The 'we' in Social Security

It's been just a month or two, but already it seems like 50. The focus-group maestros and message masseuses are out in force. (It's personal accounts, not private accounts.) The megabuck ad campaigns are rolling into place. The folks who brought us the Swift Boat ads in the presidential campaign now are going to maul the American Association for Retired Persons, which has committed the crime of opposing the president's plan.

I am talking of course about the Social Security debate, which quickly has become a dreary reprise of everything that has made big-time American politics such a numbing turnoff.

The parties have reverted to their predictable roles: the White House as callow adolescent, disguising an ideological aversion to Social Security as a concern for the program's future, the Democrats as anxious mothers, averse to change and cowering at anything that looks like "risk."

One could easily surmise that the central issue is portfolio strategy. Investment analysts and economists offer, in turn, euphoric promises of stock market riches and stern warnings about budgetary consequences and risks. Yes, returns are important. But there are other ways to achieve those, such as IRAs and 401(k)s, let alone plain old-fashioned saving. (How come politicians don't talk about that any more?)

Besides, if returns were the only question, there would be no reason for a Social Security program in the first place. If you really believe in the ideology of private - excuse me, personal - accounts, then how do you justify a government program that taxes you to establish one? That's conscripted investment, not choice.

Social Security isn't based on market returns but on something very different - gratitude.

I know, I know. A word like that isn't going to get you far in Washington policy salons. Reporters will roll their eyes. Policy types will smirk. Well, let them. The reason we set aside a small portion of our earnings each week to make sure no one in the previous generation has to sleep in the streets, is that we owe a debt of gratitude to those who came before us.

In my own case, the list starts perhaps with the wise nurse who put my new baby brother into my lap and said, "Here's your brother." Sibling rivalry never happened. There were Cub Scout den mothers and Little League coaches. The teachers who suffered my antics and defiance. The neighbors who looked out for me when there was turmoil in my home. The many helpers in the faith community and elsewhere who appeared on my path at crucial points.

We all could make a list like that - and probably should. Once you start, there is no end. And beyond such specific persons are a multitude of others - the men and women who fought the wars, built the tunnels and bridges, fixed our cars, grew our food, went out of their way so that our lives could be a little better. We stand on the shoulders not just of giants, but also of ordinary people who did selfless things. We owe them something.

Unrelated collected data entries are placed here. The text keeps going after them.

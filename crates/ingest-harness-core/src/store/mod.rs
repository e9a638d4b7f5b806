//! Entity version storage abstraction.
//!
//! The [`VersionStore`] trait is the sole correctness mechanism for
//! incremental sync: an entity whose freshly computed content hash equals
//! the stored hash is skipped entirely. It also keeps the per-scope source
//! cursor, mirroring the checkpoint a source resumes from.
//!
//! Discipline callers must follow:
//!
//! - read ([`get_hash`](VersionStore::get_hash)) before processing
//! - write ([`commit_hash`](VersionStore::commit_hash)) only after every
//!   destination write for the entity succeeded
//! - never write speculatively
//!
//! Within one run each entity is owned by one worker, so implementations
//! need no per-key locking; they only need to be safe to share across
//! workers (`Send + Sync`).

pub mod memory;

use async_trait::async_trait;

use crate::error::Result;
use crate::models::{EntityVersion, SyncCursor};

/// Abstract storage backend for entity versions and source cursors.
///
/// `scope` partitions records by tenant and source (see
/// [`SyncConfig::version_scope`](crate::models::SyncConfig::version_scope)).
/// Every failure is reported as [`SyncError::VersionStore`](crate::error::SyncError::VersionStore),
/// which is fatal to the run.
///
/// | Method | Purpose |
/// |--------|---------|
/// | [`get_hash`](VersionStore::get_hash) | Stored hash for an entity, if any |
/// | [`commit_hash`](VersionStore::commit_hash) | Record a successful sync of an entity |
/// | [`delete`](VersionStore::delete) | Forget an entity the source removed |
/// | [`get_version`](VersionStore::get_version) | Full version record |
/// | [`count`](VersionStore::count) | Number of tracked entities in a scope |
/// | [`get_cursor`](VersionStore::get_cursor) / [`set_cursor`](VersionStore::set_cursor) | Source checkpoint |
#[async_trait]
pub trait VersionStore: Send + Sync {
    async fn get_hash(&self, scope: &str, entity_id: &str) -> Result<Option<String>>;

    async fn commit_hash(&self, scope: &str, entity_id: &str, hash: &str) -> Result<()>;

    async fn delete(&self, scope: &str, entity_id: &str) -> Result<()>;

    async fn get_version(&self, scope: &str, entity_id: &str) -> Result<Option<EntityVersion>>;

    async fn count(&self, scope: &str) -> Result<u64>;

    async fn get_cursor(&self, scope: &str) -> Result<Option<SyncCursor>>;

    async fn set_cursor(&self, scope: &str, cursor: &SyncCursor) -> Result<()>;
}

We don't live in small towns anymore in which we can reciprocate one on one. Social Security is a way by which we all say, "Thanks."

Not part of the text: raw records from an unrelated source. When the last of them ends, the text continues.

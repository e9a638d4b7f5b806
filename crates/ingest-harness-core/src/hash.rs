//! Deterministic content hashing for change detection.
//!
//! The hash is SHA-256 over a canonical serialization of the entity's
//! semantic content:
//!
//! ```text
//! "ingest-harness/v1\n" || entity_id || "\n" || canonical(payload)
//! ```
//!
//! `canonical` writes JSON with object keys sorted bytewise, no
//! insignificant whitespace, and serde_json's string escaping. Byte payloads
//! are written as `bytes:<content_type>:` followed by the raw bytes. The
//! `volatile` map is never hashed.
//!
//! The format does not depend on `serde_json`'s map ordering (which changes
//! with the `preserve_order` feature), so the digest is stable across builds,
//! restarts, and any other implementation that follows the same rules.

use serde_json::Value;
use sha2::{Digest, Sha256};

use crate::models::{EntityPayload, RawEntity};

const HASH_DOMAIN: &[u8] = b"ingest-harness/v1\n";

/// Compute the hex-encoded content hash of an entity.
pub fn content_hash(entity: &RawEntity) -> String {
    let mut hasher = Sha256::new();
    hasher.update(HASH_DOMAIN);
    hasher.update(entity.entity_id.as_bytes());
    hasher.update(b"\n");
    match &entity.payload {
        EntityPayload::Fields { fields } => {
            let mut buf = Vec::new();
            write_canonical_object(fields.iter(), &mut buf);
            hasher.update(&buf);
        }
        EntityPayload::Bytes { content_type, data } => {
            hasher.update(b"bytes:");
            hasher.update(content_type.as_bytes());
            hasher.update(b":");
            hasher.update(data);
        }
    }
    hex::encode(hasher.finalize())
}

/// Canonical JSON encoding with sorted keys.
pub fn canonical_json(value: &Value) -> String {
    let mut buf = Vec::new();
    write_canonical(value, &mut buf);
    String::from_utf8_lossy(&buf).into_owned()
}

fn write_canonical(value: &Value, out: &mut Vec<u8>) {
    match value {
        Value::Null => out.extend_from_slice(b"null"),
        Value::Bool(b) => out.extend_from_slice(if *b { b"true" } else { b"false" }),
        Value::Number(n) => out.extend_from_slice(n.to_string().as_bytes()),
        Value::String(s) => write_string(s, out),
        Value::Array(items) => {
            out.push(b'[');
            for (i, item) in items.iter().enumerate() {
                if i > 0 {
                    out.push(b',');
                }
                write_canonical(item, out);
            }
            out.push(b']');
        }
        Value::Object(map) => write_canonical_object(map.iter(), out),
    }
}

fn write_canonical_object<'a>(
    entries: impl Iterator<Item = (&'a String, &'a Value)>,
    out: &mut Vec<u8>,
) {
    let mut entries: Vec<_> = entries.collect();
    entries.sort_by(|a, b| a.0.as_bytes().cmp(b.0.as_bytes()));
    out.push(b'{');
    for (i, (key, value)) in entries.into_iter().enumerate() {
        if i > 0 {
            out.push(b',');
        }
        write_string(key, out);
        out.push(b':');
        write_canonical(value, out);
    }
    out.push(b'}');
}

fn write_string(s: &str, out: &mut Vec<u8>) {
    // serde_json string escaping is deterministic
    match serde_json::to_string(s) {
        Ok(escaped) => out.extend_from_slice(escaped.as_bytes()),
        Err(_) => out.extend_from_slice(s.as_bytes()),
    }
}

#[cfg(test)]
mod tests {
    use super::*;
    use serde_json::json;

    #[test]
    fn test_volatile_metadata_ignored() {
        let a = RawEntity::from_fields("a", json!({"title": "x", "body": "y"}))
            .with_volatile("fetched_at", json!("2024-01-01T00:00:00Z"));
        let b = RawEntity::from_fields("a", json!({"title": "x", "body": "y"}))
            .with_volatile("fetched_at", json!("2025-06-30T12:00:00Z"));
        assert_eq!(content_hash(&a), content_hash(&b));
    }

    #[test]
    fn test_key_order_irrelevant() {
        let a = RawEntity::from_fields("a", json!({"x": 1, "y": {"b": 2, "a": 1}}));
        let mut fields = serde_json::Map::new();
        fields.insert("y".into(), json!({"a": 1, "b": 2}));
        fields.insert("x".into(), json!(1));
        let b = RawEntity {
            entity_id: "a".into(),
            payload: EntityPayload::Fields { fields },
            volatile: Default::default(),
        };
        assert_eq!(content_hash(&a), content_hash(&b));
    }

    #[test]
    fn test_content_change_changes_hash() {
        let a = RawEntity::from_fields("a", json!({"body": "one"}));
        let b = RawEntity::from_fields("a", json!({"body": "two"}));
        assert_ne!(content_hash(&a), content_hash(&b));
    }

    #[test]
    fn test_entity_id_is_part_of_hash() {
        let a = RawEntity::from_fields("a", json!({"body": "same"}));
        let b = RawEntity::from_fields("b", json!({"body": "same"}));
        assert_ne!(content_hash(&a), content_hash(&b));
    }

    #[test]
    fn test_bytes_hash_includes_content_type() {
        let a = RawEntity::from_bytes("f", "text/plain", b"abc".to_vec());
        let b = RawEntity::from_bytes("f", "text/markdown", b"abc".to_vec());
        assert_ne!(content_hash(&a), content_hash(&b));
        assert_eq!(content_hash(&a).len(), 64);
    }

    #[test]
    fn test_canonical_json_sorts_keys() {
        assert_eq!(
            canonical_json(&json!({"b": [1, "x"], "a": null})),
            r#"{"a":null,"b":[1,"x"]}"#
        );
    }

    #[test]
    fn test_known_digest_is_stable() {
        // Pins the format; a change here invalidates every stored hash.
        let e = RawEntity::from_fields("a", json!({"body": "h1"}));
        let mut hasher = Sha256::new();
        hasher.update(b"ingest-harness/v1\na\n{\"body\":\"h1\"}");
        assert_eq!(content_hash(&e), hex::encode(hasher.finalize()));
    }
}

The policy types talk about "generational equity," but that reduces it to legalism and monetary abstraction.

I'm talking about debts that are moral and fundamental to our role in the society of which we are a part.

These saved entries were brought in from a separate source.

//! Hierarchical subtask identifiers.
//!
//! A subtask identifier is a dot-separated sequence of positive integers:
//! the first segment names a root task, every following segment selects a
//! child among its siblings (`1.2.3` = root task 1, its subtask 2, that
//! subtask's subtask 3). A bare root id like `1` is not a subtask
//! identifier.

use std::fmt;
use std::str::FromStr;

use crate::error::{Error, Result};

/// A parsed subtask identifier: root task id plus a non-empty segment path.
#[derive(Debug, Clone, PartialEq, Eq, Hash)]
pub struct SubtaskId {
    root: u64,
    path: Vec<u64>,
}

impl SubtaskId {
    /// Build an identifier from a root id and a segment path.
    ///
    /// Fails with `EmptyPath` when `path` has no segments, since the result
    /// would denote a root task rather than a subtask.
    pub fn new(root: u64, path: Vec<u64>) -> Result<Self> {
        if path.is_empty() {
            return Err(Error::EmptyPath);
        }
        if root == 0 || path.contains(&0) {
            return Err(Error::MalformedIdentifier(format_segments(root, &path)));
        }
        Ok(Self { root, path })
    }

    /// Parse a dot-separated identifier string.
    pub fn parse(input: &str) -> Result<Self> {
        input.parse()
    }

    pub fn root(&self) -> u64 {
        self.root
    }

    pub fn path(&self) -> &[u64] {
        &self.path
    }

    pub fn into_parts(self) -> (u64, Vec<u64>) {
        (self.root, self.path)
    }
}

impl FromStr for SubtaskId {
    type Err = Error;

    fn from_str(input: &str) -> Result<Self> {
        let malformed = || Error::MalformedIdentifier(input.to_string());

        if !input.contains('.') {
            return Err(malformed());
        }

        let mut segments = Vec::new();
        for part in input.split('.') {
            // Digits only: u64 parsing alone would admit a leading '+'.
            if part.is_empty() || !part.bytes().all(|b| b.is_ascii_digit()) {
                return Err(malformed());
            }
            let value: u64 = part.parse().map_err(|_| malformed())?;
            if value == 0 {
                return Err(malformed());
            }
            segments.push(value);
        }

        let root = segments.remove(0);
        Ok(Self {
            root,
            path: segments,
        })
    }
}

impl fmt::Display for SubtaskId {
    fn fmt(&self, f: &mut fmt::Formatter<'_>) -> fmt::Result {
        write!(f, "{}", format_segments(self.root, &self.path))
    }
}

/// Join a root id and segment path into the canonical dotted form.
///
/// Fails with `EmptyPath` when the path has no segments.
pub fn generate(root: u64, path: &[u64]) -> Result<String> {
    if path.is_empty() {
        return Err(Error::EmptyPath);
    }
    Ok(format_segments(root, path))
}

/// Join a root id and path without validation. Used for display of
/// already-valid paths; an empty path renders the bare root id.
pub(crate) fn join(root: u64, path: &[u64]) -> String {
    format_segments(root, path)
}

fn format_segments(root: u64, path: &[u64]) -> String {
    let mut out = root.to_string();
    for segment in path {
        out.push('.');
        out.push_str(&segment.to_string());
    }
    out
}
//! Error types for tt
//!
//! Exit codes:
//! - 0: Success
//! - 2: User error (bad args, malformed ids, missing nodes)
//! - 3: Blocked by structural guard (self/circular reference)
//! - 4: Operation failed (I/O, serialization, migration, backup)

use std::path::PathBuf;
use thiserror::Error;

/// Exit codes for the tt CLI
pub mod exit_codes {
    pub const SUCCESS: i32 = 0;
    pub const USER_ERROR: i32 = 2;
    pub const STRUCTURE_BLOCKED: i32 = 3;
    pub const OPERATION_FAILED: i32 = 4;
}

/// Main error type for tt operations
#[derive(Error, Debug)]
pub enum Error {
    // User errors (exit code 2)
    #[error("Not a tt project (no .tt directory found from {0})")]
    NotInitialized(PathBuf),

    #[error("Malformed identifier '{0}': expected dot-separated positive integers with at least two segments")]
    MalformedIdentifier(String),

    #[error("A subtask identifier requires at least one path segment")]
    EmptyPath,

    #[error("Container not found for path {0}")]
    ContainerNotFound(String),

    #[error("No subtask at {0}")]
    NodeNotFound(String),

    #[error("Invalid configuration: {0}")]
    InvalidConfig(String),

    #[error("Invalid argument: {0}")]
    InvalidArgument(String),

    // Structural guards (exit code 3)
    #[error("Task {0} cannot become a subtask of itself")]
    SelfReference(u64),

    #[error("Task {parent} depends on task {task}; demoting {task} under it would create a cycle")]
    CircularReference { task: u64, parent: u64 },

    // Operation failures (exit code 4)
    #[error("Invalid document: {0}")]
    InvalidDocument(String),

    #[error("Migration step '{step}' failed: {cause}")]
    MigrationStepFailed { step: String, cause: String },

    #[error("Backup failed: {0}")]
    BackupFailed(String),

    #[error("Restore failed: {0}")]
    RestoreFailed(String),

    #[error("IO error: {0}")]
    Io(#[from] std::io::Error),

    #[error("JSON error: {0}")]
    Json(#[from] serde_json::Error),

    #[error("TOML parse error: {0}")]
    TomlParse(#[from] toml::de::Error),

    #[error("TOML serialize error: {0}")]
    TomlSerialize(#[from] toml::ser::Error),

    #[error("Operation failed: {0}")]
    OperationFailed(String),
}

impl Error {
    /// Get the exit code for this error
    pub fn exit_code(&self) -> i32 {
        match self {
            // User errors
            Error::NotInitialized(_)
            | Error::MalformedIdentifier(_)
            | Error::EmptyPath
            | Error::ContainerNotFound(_)
            | Error::NodeNotFound(_)
            | Error::InvalidConfig(_)
            | Error::InvalidArgument(_) => exit_codes::USER_ERROR,

            // Structural guards
            Error::SelfReference(_) | Error::CircularReference { .. } => {
                exit_codes::STRUCTURE_BLOCKED
            }

            // Operation failures
            Error::InvalidDocument(_)
            | Error::MigrationStepFailed { .. }
            | Error::BackupFailed(_)
            | Error::RestoreFailed(_)
            | Error::Io(_)
            | Error::Json(_)
            | Error::TomlParse(_)
            | Error::TomlSerialize(_)
            | Error::OperationFailed(_) => exit_codes::OPERATION_FAILED,
        }
    }

    /// Stable machine-readable kind name, used in JSON error envelopes.
    pub fn kind(&self) -> &'static str {
        match self {
            Error::NotInitialized(_) => "not_initialized",
            Error::MalformedIdentifier(_) => "malformed_identifier",
            Error::EmptyPath => "empty_path",
            Error::ContainerNotFound(_) => "container_not_found",
            Error::NodeNotFound(_) => "node_not_found",
            Error::InvalidConfig(_) => "invalid_config",
            Error::InvalidArgument(_) => "invalid_argument",
            Error::SelfReference(_) => "self_reference",
            Error::CircularReference { .. } => "circular_reference",
            Error::InvalidDocument(_) => "invalid_document",
            Error::MigrationStepFailed { .. } => "migration_step_failed",
            Error::BackupFailed(_) => "backup_failed",
            Error::RestoreFailed(_) => "restore_failed",
            Error::Io(_) => "io",
            Error::Json(_) => "json",
            Error::TomlParse(_) | Error::TomlSerialize(_) => "toml",
            Error::OperationFailed(_) => "operation_failed",
        }
    }
}

/// Result type alias for tt operations
pub type Result<T> = std::result::Result<T, Error>;

/// Wrapper for displaying errors in JSON format
#[derive(serde::Serialize)]
pub struct JsonError {
    pub error: String,
    pub kind: &'static str,
    pub code: i32,
}

impl From<&Error> for JsonError {
    fn from(err: &Error) -> Self {
        JsonError {
            error: err.to_string(),
            kind: err.kind(),
            code: err.exit_code(),
        }
    }
}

The president seems to find it distasteful that we set aside a portion of our earnings for people other than ourselves. But that is the glory of the system, its moral core. The generation that established Social Security understood this. They came through the Depression and the Great War. They knew that we all are in this together.

It is we baby boomers - some of us at least - who've forgotten. Grover Norquist, a leader of the ideological right, actually accused the World War II generation of supporting "anti-American policies" such as Social Security. He cheered that they're dying off. The Me Generation has reappeared with a right wing face, and it's no more constructive than the version of the 1960s.

There are lots of ways to fix the system and enable the financially strapped to establish nest eggs. But Social Security is one government program that actually works. It is positively lean by private sector standards. America will come to no great harm if some of us miss a percentage point or two on that portion of our retirement. (In truth, the touted stock market returns on private accounts would be more than a little hype.)

But if we no longer are willing to pay a debt of gratitude to those who came before us, that's a different story, and probably a tragic one.

Jonathan Rowe is director of the Tomales Bay Institute and a former Monitor staff writer.